Plants of wild-type Arabidopsis thaliana (L.) Heynh (ecotype Columbia), Arabidopsis VPE-null mutant (vpe) and γvpe-1 single mutant (γvpe), CaM3-lacking mutant (cam3; SALK_001357), as well as MPK6-overexpressing (MPK6-OE) Arabidopsis and several Arabidopsis mutants lacking MAPK genes (mpk6-2, SALK_073907; mpk6-3, SALK_127507; mpk3-1, SALK_151594; mpk4-1, NC_003075; purchased from NASC/ABRC) were used. The VPE mutants of Arabidopsis (vpe and γvpe) were all in the Columbia background, and all the Arabidopsis mutants have been identified using semiquantitative RT-PCR (Supporting Information Fig. S2; Methods S2; Notes S1). All the plants were grown in soil culture in a growth chamber (model E7/2; Conviron, Winnipeg, MB, Canada) with 16 h light photoperiod (120 μmol quanta m−2 s−1) and 82% relative humidity at 22°C for 2–4 wk.

BCECF-AM was obtained from Molecular Probes (Eugene, OR, USA). PD98059 was purchased from Sigma-Aldrich (Shanghai, China). All the chemical reagents used in the Supporting Information are listed in Methods S1.

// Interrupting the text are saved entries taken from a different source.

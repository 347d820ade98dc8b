//! Fanout 指标收集模块
//!
//! 通过 `metrics` facade 记录每个 sink 的投递、丢弃、错误与重连情况，
//! 并提供队列深度的在线统计。

use std::collections::HashMap;

use metrics::{counter, describe_counter, describe_gauge, gauge};

/// 丢弃原因
#[derive(Debug, Clone, Copy, PartialEq, Eq)]
pub enum DropReason {
    /// drop_oldest 策略淘汰的旧记录
    Evicted,
    /// 队列已满 (drop_newest / block 超时)
    QueueFull,
    /// 失败回插时队列已满
    RequeueFull,
    /// 停机过程中无法投递
    Shutdown,
}

impl DropReason {
    pub fn as_str(&self) -> &'static str {
        match self {
            Self::Evicted => "evicted",
            Self::QueueFull => "queue_full",
            Self::RequeueFull => "requeue_full",
            Self::Shutdown => "shutdown",
        }
    }
}

/// 注册指标说明 (Prometheus HELP 文本)
pub fn describe_fanout_metrics() {
    describe_counter!(
        "fanout_records_enqueued_total",
        "Records accepted into a sink queue"
    );
    describe_counter!(
        "fanout_records_dropped_total",
        "Records a sink never delivered, by reason"
    );
    describe_counter!(
        "fanout_records_sent_total",
        "Records a sink published successfully"
    );
    describe_counter!(
        "fanout_publish_errors_total",
        "Failed publish attempts, by failure class"
    );
    describe_counter!(
        "fanout_reconnects_total",
        "Successful (re)connections of a sink"
    );
    describe_gauge!("fanout_sink_connected", "1 when the sink is connected");
    describe_gauge!("fanout_queue_depth", "Records waiting in a sink queue");
}

/// 记录入队
pub fn record_enqueued(sink_name: &str) {
    counter!("fanout_records_enqueued_total", "sink" => sink_name.to_string()).increment(1);
}

/// 记录丢弃
pub fn record_dropped(sink_name: &str, reason: DropReason, count: u64) {
    counter!(
        "fanout_records_dropped_total",
        "sink" => sink_name.to_string(),
        "reason" => reason.as_str()
    )
    .increment(count);
}

/// 记录投递成功
pub fn record_sent(sink_name: &str) {
    counter!("fanout_records_sent_total", "sink" => sink_name.to_string()).increment(1);
}

/// 记录投递失败
pub fn record_publish_error(sink_name: &str, class: &'static str) {
    counter!(
        "fanout_publish_errors_total",
        "sink" => sink_name.to_string(),
        "class" => class
    )
    .increment(1);
}

/// 记录连接状态
pub fn record_connection(sink_name: &str, connected: bool) {
    gauge!("fanout_sink_connected", "sink" => sink_name.to_string())
        .set(if connected { 1.0 } else { 0.0 });
}

/// 记录一次成功的 (重新) 连接
pub fn record_reconnect(sink_name: &str) {
    counter!("fanout_reconnects_total", "sink" => sink_name.to_string()).increment(1);
}

/// 记录队列深度
pub fn record_queue_depth(sink_name: &str, depth: usize) {
    gauge!("fanout_queue_depth", "sink" => sink_name.to_string()).set(depth as f64);
}

/// 队列深度聚合器
///
/// 周期性采样各 sink 的队列深度，便于运行结束时输出摘要。
#[derive(Debug, Clone, Default)]
pub struct QueueDepthAggregator {
    per_sink: HashMap<String, RunningStats>,
}

impl QueueDepthAggregator {
    pub fn new() -> Self {
        Self::default()
    }

    /// 记录一次采样
    pub fn sample(&mut self, sink_name: &str, depth: usize) {
        self.per_sink
            .entry(sink_name.to_string())
            .or_default()
            .push(depth as f64);
    }

    /// 某个 sink 的统计摘要
    pub fn summary(&self, sink_name: &str) -> Option<StatsSummary> {
        self.per_sink.get(sink_name).map(StatsSummary::from)
    }

    /// 已采样的 sink 名称 (排序)
    pub fn sinks(&self) -> Vec<&str> {
        let mut names: Vec<&str> = self.per_sink.keys().map(String::as_str).collect();
        names.sort_unstable();
        names
    }
}

/// 统计摘要
#[derive(Debug, Clone, Default)]
pub struct StatsSummary {
    pub count: u64,
    pub min: f64,
    pub max: f64,
    pub mean: f64,
    pub std_dev: f64,
}

impl From<&RunningStats> for StatsSummary {
    fn from(stats: &RunningStats) -> Self {
        Self {
            count: stats.count,
            min: stats.min,
            max: stats.max,
            mean: stats.mean(),
            std_dev: stats.std_dev(),
        }
    }
}

impl std::fmt::Display for StatsSummary {
    fn fmt(&self, f: &mut std::fmt::Formatter<'_>) -> std::fmt::Result {
        if self.count == 0 {
            write!(f, "N/A")
        } else {
            write!(
                f,
                "min={:.0}, max={:.0}, mean={:.1}, std={:.1} (n={})",
                self.min, self.max, self.mean, self.std_dev, self.count
            )
        }
    }
}

/// 在线统计计算器 (Welford's algorithm)
#[derive(Debug, Clone, Default)]
pub struct RunningStats {
    count: u64,
    mean: f64,
    m2: f64,
    min: f64,
    max: f64,
}

impl RunningStats {
    /// 添加新值
    pub fn push(&mut self, value: f64) {
        self.count += 1;

        if self.count == 1 {
            self.min = value;
            self.max = value;
            self.mean = value;
            self.m2 = 0.0;
        } else {
            self.min = self.min.min(value);
            self.max = self.max.max(value);

            let delta = value - self.mean;
            self.mean += delta / self.count as f64;
            self.m2 += delta * (value - self.mean);
        }
    }

    pub fn count(&self) -> u64 {
        self.count
    }

    pub fn mean(&self) -> f64 {
        if self.count == 0 {
            0.0
        } else {
            self.mean
        }
    }

    /// 样本方差
    pub fn variance(&self) -> f64 {
        if self.count < 2 {
            0.0
        } else {
            self.m2 / (self.count - 1) as f64
        }
    }

    pub fn std_dev(&self) -> f64 {
        self.variance().sqrt()
    }
}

Isolation of Arabidopsis mesophyll protoplasts

The procedures were performed according to our previous study (Zhang et al., 2009b). Small leaf strips (0.5–1 mm) in the enzyme solution including cellulase R10 and macerozyme R10 (Yakult Honsha, Tokyo, Japan) were vacuum-infiltrated for c. 30 min and then incubated in darkness for 3 h. After filtration through a 75-μm nylon mesh, the crude protoplast filtrates were sedimented by centrifugation for 3 min at 100 g. The purified protoplasts were suspended in W5 solution (154 mM NaCl, 125 mM CaCl2, 5 mM KCl, 5 mM glucose, 1.5 mM Mes-KOH, pH 5.6) and counted in a hemotocytometer.

HS treatment

For the HS treatment of Arabidopsis seedlings, 2-wk-old Arabidopsis seedlings grown in plastic pots were incubated in a 42°C pre-warmed circulating water bath for up to 2 h and then transferred to growth chamber conditions for recovery at 24°C (Moriwaki et al., 1999; Almoguera et al., 2002).

For the HS treatment of Arabidopsis leaves, detached Arabidopsis leaves from 4-wk-old Arabidopsis seedlings were placed on plastic plates and incubated in a 42°C pre-warmed circulating water bath for up to 2 h and then transferred to growth chamber conditions for recovery at 24°C (Moriwaki et al., 1999; Almoguera et al., 2002).

For the HS treatment of isolated protoplasts, newly prepared protoplasts were challenged by a HS treatment in a 40°C pre-warmed circulating water bath for 10 min and allowed to recover at 24°C for different times (Zhang et al., 2009a).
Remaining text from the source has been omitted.